The fate of Raphael’s “Madonna of the pinks” is still uncertain, even after a lottery award of £11.5 million towards the purchase was made to the National Gallery. As we went to press, UK Culture Secretary Tessa Jowell was grappling with the question of whether the National Gallery’s bid of £21 million represented a “matching offer”—or if the Duke of Northumberland’s figure of £29.5 million should be accepted. The export licence deferral was due to expire on 27 August, but it looked likely that the issue would not be resolved by then. Ms Jowell would then have to extend the deferral period for an additional few weeks.
The dispute centres around what really represents a matching offer, following the Getty Museum’s decision last year to buy the Raphael for £35 million. Initially it was assumed that a UK gallery would have to pay about £29 million, because of tax advantages that would accrue to the Duke. This figure was based on the assumption that the painting would have been recognised as an authentic Raphael in 1988, when it passed into The 10th Duke of Northumberland Wills Trust.
The “Madonna of the pinks” was only authenticated in 1991 by the then National Gallery curator Nicholas Penny, and the museum is now arguing that this was confirmed with the use of infra-red technology which had not been available three years earlier. The gallery concludes that “there is a strong probability that the painting would have been treated as a copy in 1988.” As such, it would have been worth a very small sum, possibly as little as £8,000.
Meanwhile, the National Gallery has succeeded in raising £21 million, the sum needed if its own calculations are accepted. On 22 July the Heritage Lottery awarded £11.5 million, the largest sum ever given for an art acquisition in the UK. The remaining £9.5 million has come from a variety of sources: £5 million from the American Friends of the National Gallery (essentially money from the endowment given by the late Sir Paul Getty), £400,000 from the National Art Collections Fund, £60,000 from collecting boxes in the gallery and just over £4 million from other donors.
The National Gallery has therefore formally conveyed its offer of £21 million to the Department for Culture, Media and Sport, to determine whether it represents a matching bid. Since it is a tax matter, Ms Jowell has sought advice from the Inland Revenue and the Treasury. The difficulty will be to reach a judgement on how much the picture would have fetched had it come onto the market in 1988.
If Ms Jowell accepts the National Gallery’s argument that it would have been regarded as a copy, the price now would be £21 million. The Duke then has three options—to accept (and receive £8.5 million less than he had anticipated), to refuse to sell and withdraw the picture from the market, or to take the matter to court and challenge the government’s ruling. With so much at stake, he is likely to opt for legal proceedings, which could be protracted. Meanwhile the painting would remain in the UK, although he might well withdraw its present loan to the National Gallery.
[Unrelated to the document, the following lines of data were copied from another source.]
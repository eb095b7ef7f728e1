//! Job handles and status snapshots exchanged with the analysis service.
//!
//! Both types are decoded from loosely-shaped JSON. Decoding goes through
//! private wire structs first; only values that pass validation become a
//! [`JobHandle`] or a [`StatusSnapshot`].

pub mod handle;
pub mod status;

pub use handle::JobHandle;
pub use status::{JobStatus, StatusSnapshot};

use chrono::{DateTime, NaiveDateTime, Utc};

/// Parse a backend timestamp. Accepts RFC 3339 and naive ISO 8601 (read as UTC).
pub(crate) fn parse_timestamp(raw: &str) -> Option<DateTime<Utc>> {
    if let Ok(ts) = DateTime::parse_from_rfc3339(raw) {
        return Some(ts.with_timezone(&Utc));
    }
    NaiveDateTime::parse_from_str(raw, "%Y-%m-%dT%H:%M:%S%.f")
        .ok()
        .map(|naive| naive.and_utc())
}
However, if Ms Jowell accepts the Duke’s figure of £29.5 million, then the National Gallery would find it extremely difficult to raise a further £8.5 million at short notice and the painting would almost certainly go to the Getty Museum in Los Angeles. Another possibility is that Ms Jowell might rule that had the picture had come up for sale in 1988, it might have been suspected of being authentic, but this would not have been provable—and the price would therefore have been somewhere between that of a copy and a fully-accepted Raphael.
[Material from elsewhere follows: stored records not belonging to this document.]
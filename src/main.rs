use std::net::SocketAddr;
use std::path::PathBuf;
use std::sync::Arc;

use anyhow::{bail, Context};
use clap::{Parser, ValueEnum};
use serde::Serialize;
use serde_json::Value;
use tokio::sync::mpsc;
use tracing_subscriber::EnvFilter;

use analysis_tracker::api::{HttpBackend, JobBackend, ResumeFile};
use analysis_tracker::config::{ApiConfig, ClientConfig, PollConfig};
use analysis_tracker::job::{JobHandle, StatusSnapshot};
use analysis_tracker::mock_server::{self, MockBackendState, MockConfig};
use analysis_tracker::poller::{PollEvent, StatusPoller};
use analysis_tracker::session::{AnalysisSession, Callbacks, SessionState};
use analysis_tracker::shutdown::install_shutdown_handler;
use analysis_tracker::submitter::AnalysisInput;

#[derive(Parser, Debug)]
#[command(name = "analysis-tracker")]
#[command(version)]
#[command(about = "Submit resume analysis jobs and track them to completion")]
#[command(propagate_version = true)]
struct Args {
    #[command(subcommand)]
    command: Commands,
}

#[derive(clap::Subcommand, Debug)]
enum Commands {
    /// Submit a resume and poll until the analysis finishes
    Analyze {
        #[command(flatten)]
        client: ClientArgs,

        #[command(flatten)]
        input: InputArgs,
    },

    /// Fetch the status of a job once
    Status {
        #[command(flatten)]
        client: ClientArgs,

        /// Job ID returned at submission
        job_id: String,
    },

    /// Poll an already submitted job until it finishes
    Watch {
        #[command(flatten)]
        client: ClientArgs,

        /// Job ID returned at submission
        job_id: String,
    },

    /// Serve a fake analysis service for local development
    MockBackend(MockArgs),
}

// =============================================================================
// Client Arguments
// =============================================================================

#[derive(Parser, Debug)]
struct ClientArgs {
    /// Base URL of the analysis service
    #[arg(long, short = 'a', env = "ANALYSIS_API_URL", default_value = "http://localhost:8000")]
    api_url: String,

    /// Milliseconds between status checks
    #[arg(long, env = "ANALYSIS_POLL_INTERVAL_MS", default_value = "2000")]
    poll_interval_ms: u64,

    /// Give up after this many milliseconds of polling
    #[arg(long, env = "ANALYSIS_MAX_DURATION_MS", default_value = "300000")]
    max_duration_ms: u64,

    /// Consecutive failed status checks tolerated
    #[arg(long, env = "ANALYSIS_MAX_RETRIES", default_value = "3")]
    max_retries: u32,

    /// Output format
    #[arg(long, short = 'o', default_value = "table")]
    output: OutputFormat,
}

impl ClientArgs {
    fn client_config(&self) -> anyhow::Result<ClientConfig> {
        let polling = PollConfig::default()
            .with_interval_ms(self.poll_interval_ms)
            .with_max_duration_ms(self.max_duration_ms)
            .with_max_retries(self.max_retries);
        polling
            .validate()
            .map_err(|e| anyhow::anyhow!("invalid polling options: {}", e))?;

        Ok(ClientConfig::new(self.api_url.clone()).with_polling(polling))
    }
}

#[derive(Parser, Debug)]
struct InputArgs {
    /// Identifier of the job posting the resume is scored against
    #[arg(long, short = 't')]
    target: String,

    /// Resume file (.pdf, .docx, .doc or .txt)
    #[arg(long, short = 'f', conflicts_with = "text", required_unless_present = "text")]
    file: Option<PathBuf>,

    /// Resume text, instead of a file
    #[arg(long)]
    text: Option<String>,
}

#[derive(Parser, Debug)]
struct MockArgs {
    /// Port to listen on
    #[arg(long, default_value = "8000")]
    port: u16,

    /// Progress added on every status check (1-100)
    #[arg(long, default_value = "25", value_parser = clap::value_parser!(u8).range(1..=100))]
    progress_step: u8,

    /// Resumes containing this text fail
    #[arg(long, default_value = "FAIL_ANALYSIS")]
    failure_marker: String,
}

#[derive(Debug, Clone, ValueEnum)]
enum OutputFormat {
    Table,
    Json,
}

// =============================================================================
// JSON Output Types
// =============================================================================

#[derive(Serialize)]
struct JobStatusOutput {
    job_id: String,
    status: String,
    progress: u8,
    result: Option<Value>,
    error: Option<String>,
    updated_at: Option<String>,
}

impl JobStatusOutput {
    fn new(job_id: &str, snapshot: &StatusSnapshot) -> Self {
        Self {
            job_id: job_id.to_string(),
            status: snapshot.status.to_string(),
            progress: snapshot.progress,
            result: snapshot.result.clone(),
            error: snapshot.error.clone(),
            updated_at: snapshot.updated_at.map(|ts| ts.to_rfc3339()),
        }
    }
}

// =============================================================================
// Helper Functions
// =============================================================================

fn init_logging() {
    tracing_subscriber::fmt()
        .with_env_filter(
            EnvFilter::try_from_default_env().unwrap_or_else(|_| EnvFilter::new("info")),
        )
        .with_writer(std::io::stderr)
        .init();
}

fn print_result(
    job_id: Option<&str>,
    result: &Value,
    output_format: &OutputFormat,
) -> anyhow::Result<()> {
    match output_format {
        OutputFormat::Json => println!("{}", serde_json::to_string_pretty(result)?),
        OutputFormat::Table => {
            if let Some(job_id) = job_id {
                println!("Job ID:  {}", job_id);
            }
            println!("Status:  completed");
            println!("Result:");
            for line in serde_json::to_string_pretty(result)?.lines() {
                println!("  {}", line);
            }
        }
    }
    Ok(())
}

async fn load_input(args: InputArgs) -> anyhow::Result<AnalysisInput> {
    match (args.file, args.text) {
        (Some(path), _) => {
            let file = ResumeFile::from_path(&path)
                .await
                .with_context(|| format!("failed to read {}", path.display()))?;
            Ok(AnalysisInput::file(args.target, file))
        }
        (None, Some(text)) => Ok(AnalysisInput::text(args.target, text)),
        (None, None) => bail!("either --file or --text is required"),
    }
}

// =============================================================================
// Command Handlers
// =============================================================================

async fn handle_analyze(client: ClientArgs, input: InputArgs) -> anyhow::Result<()> {
    let config = client.client_config()?;
    let input = load_input(input).await?;
    let backend: Arc<dyn JobBackend> = Arc::new(HttpBackend::new(config.api.clone())?);
    let shutdown = install_shutdown_handler();
    tracing::debug!(
        api_url = %config.api.base_url,
        local = config.api.is_local(),
        "Using analysis service"
    );

    let callbacks = Callbacks::new().on_progress(|progress| eprintln!("Progress: {}%", progress));
    let session = AnalysisSession::with_observer(backend, &config, callbacks);

    let handle = tokio::select! {
        submitted = session.submit(input) => submitted?,
        _ = shutdown.cancelled() => {
            session.reset();
            bail!("submission interrupted");
        }
    };
    eprintln!("Job submitted: {}", handle.job_id);
    if let Some(estimate) = &handle.estimated_completion {
        eprintln!("Estimated completion: {}", estimate);
    }

    let state: SessionState = tokio::select! {
        state = session.settled() => state,
        _ = shutdown.cancelled() => {
            session.reset();
            bail!("analysis of job {} interrupted", handle.job_id);
        }
    };

    match (&state.result, &state.error) {
        (Some(result), _) if state.is_completed() => {
            print_result(state.job_id.as_deref(), result, &client.output)
        }
        (_, Some(error)) => bail!("{}", error),
        _ => bail!("analysis ended in state {}", state.status),
    }
}

async fn handle_status(client: ClientArgs, job_id: String) -> anyhow::Result<()> {
    let backend = HttpBackend::new(ApiConfig::new(client.api_url.clone()))?;
    let snapshot = backend.fetch_job_status(&job_id).await?;

    match client.output {
        OutputFormat::Json => {
            let output = JobStatusOutput::new(&job_id, &snapshot);
            println!("{}", serde_json::to_string_pretty(&output)?);
        }
        OutputFormat::Table => {
            println!("Job ID:    {}", job_id);
            println!("Status:    {}", snapshot.status);
            println!("Progress:  {}%", snapshot.progress);
            if let Some(updated_at) = snapshot.updated_at {
                println!("Updated:   {}", updated_at.to_rfc3339());
            }
            if let Some(error) = &snapshot.error {
                println!("Error:     {}", error);
            }
            if let Some(result) = &snapshot.result {
                println!("Result:");
                for line in serde_json::to_string_pretty(result)?.lines() {
                    println!("  {}", line);
                }
            }
        }
    }
    Ok(())
}

async fn handle_watch(client: ClientArgs, job_id: String) -> anyhow::Result<()> {
    let config = client.client_config()?;
    let backend: Arc<dyn JobBackend> = Arc::new(HttpBackend::new(config.api.clone())?);
    let poller = StatusPoller::new(backend, config.polling.clone());
    let shutdown = install_shutdown_handler();

    let (tx, mut rx) = mpsc::unbounded_channel();
    let watch = poller.watch(&JobHandle::new(job_id.clone()), move |event| {
        let _ = tx.send(event);
    });

    loop {
        let event = tokio::select! {
            event = rx.recv() => event,
            _ = shutdown.cancelled() => {
                watch.stop();
                bail!("watch of job {} interrupted", job_id);
            }
        };

        match event {
            Some(PollEvent::Progress { progress, .. }) => eprintln!("Progress: {}%", progress),
            Some(PollEvent::Completed(result)) => {
                return print_result(Some(&job_id), &result, &client.output);
            }
            Some(PollEvent::Failed(e)) => bail!("{}", e),
            None => bail!("polling of job {} ended without a result", job_id),
        }
    }
}

async fn run_mock_backend(args: MockArgs) -> anyhow::Result<()> {
    let addr: SocketAddr = format!("0.0.0.0:{}", args.port).parse()?;
    let listener = tokio::net::TcpListener::bind(addr)
        .await
        .with_context(|| format!("failed to bind {}", addr))?;

    let state = MockBackendState::new(MockConfig {
        progress_step: args.progress_step,
        failure_marker: args.failure_marker,
        ..MockConfig::default()
    });

    let shutdown = install_shutdown_handler();
    mock_server::serve(listener, state, shutdown).await?;
    tracing::info!("Mock backend stopped");
    Ok(())
}

// =============================================================================
// Main Entry Point
// =============================================================================

#[tokio::main]
async fn main() -> anyhow::Result<()> {
    let args = Args::parse();
    init_logging();

    match args.command {
        Commands::Analyze { client, input } => handle_analyze(client, input).await?,
        Commands::Status { client, job_id } => handle_status(client, job_id).await?,
        Commands::Watch { client, job_id } => handle_watch(client, job_id).await?,
        Commands::MockBackend(mock_args) => run_mock_backend(mock_args).await?,
    }

    Ok(())
}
Meanwhile, it has emerged that the Duchess of Northumberland has never actually seen her family’s greatest treasure. She pointed out to Observer interviewer Lynn Barber that when first married, she and her husband were living nearby, not in Alnwick Castle. Although they very frequently visited the castle, then the home of her husband’s brother, the “Madonna of the pinks” hung in a back corridor. Since the Raphael was loaned to the National Gallery in 1992 she has never gone to look at it. Ms Barber commented: “She must be one of the very few people in the country with no opinion as to whether it is worth saving.”
The Duchess is now putting all her energy into developing an ambitious public garden at Alnwick. Total costs are now estimated at £42 million and it is being run by the Alnwick Garden Trust, a charity set up with £9 million of the Duke’s family money. The Duchess admits that “it seems unbelievable that my husband sells this Raphael for exactly the same amount as I need to raise, at exactly the same time”—but she insists that the garden is being developed by her charity and it is quite unconnected to the sale of the picture.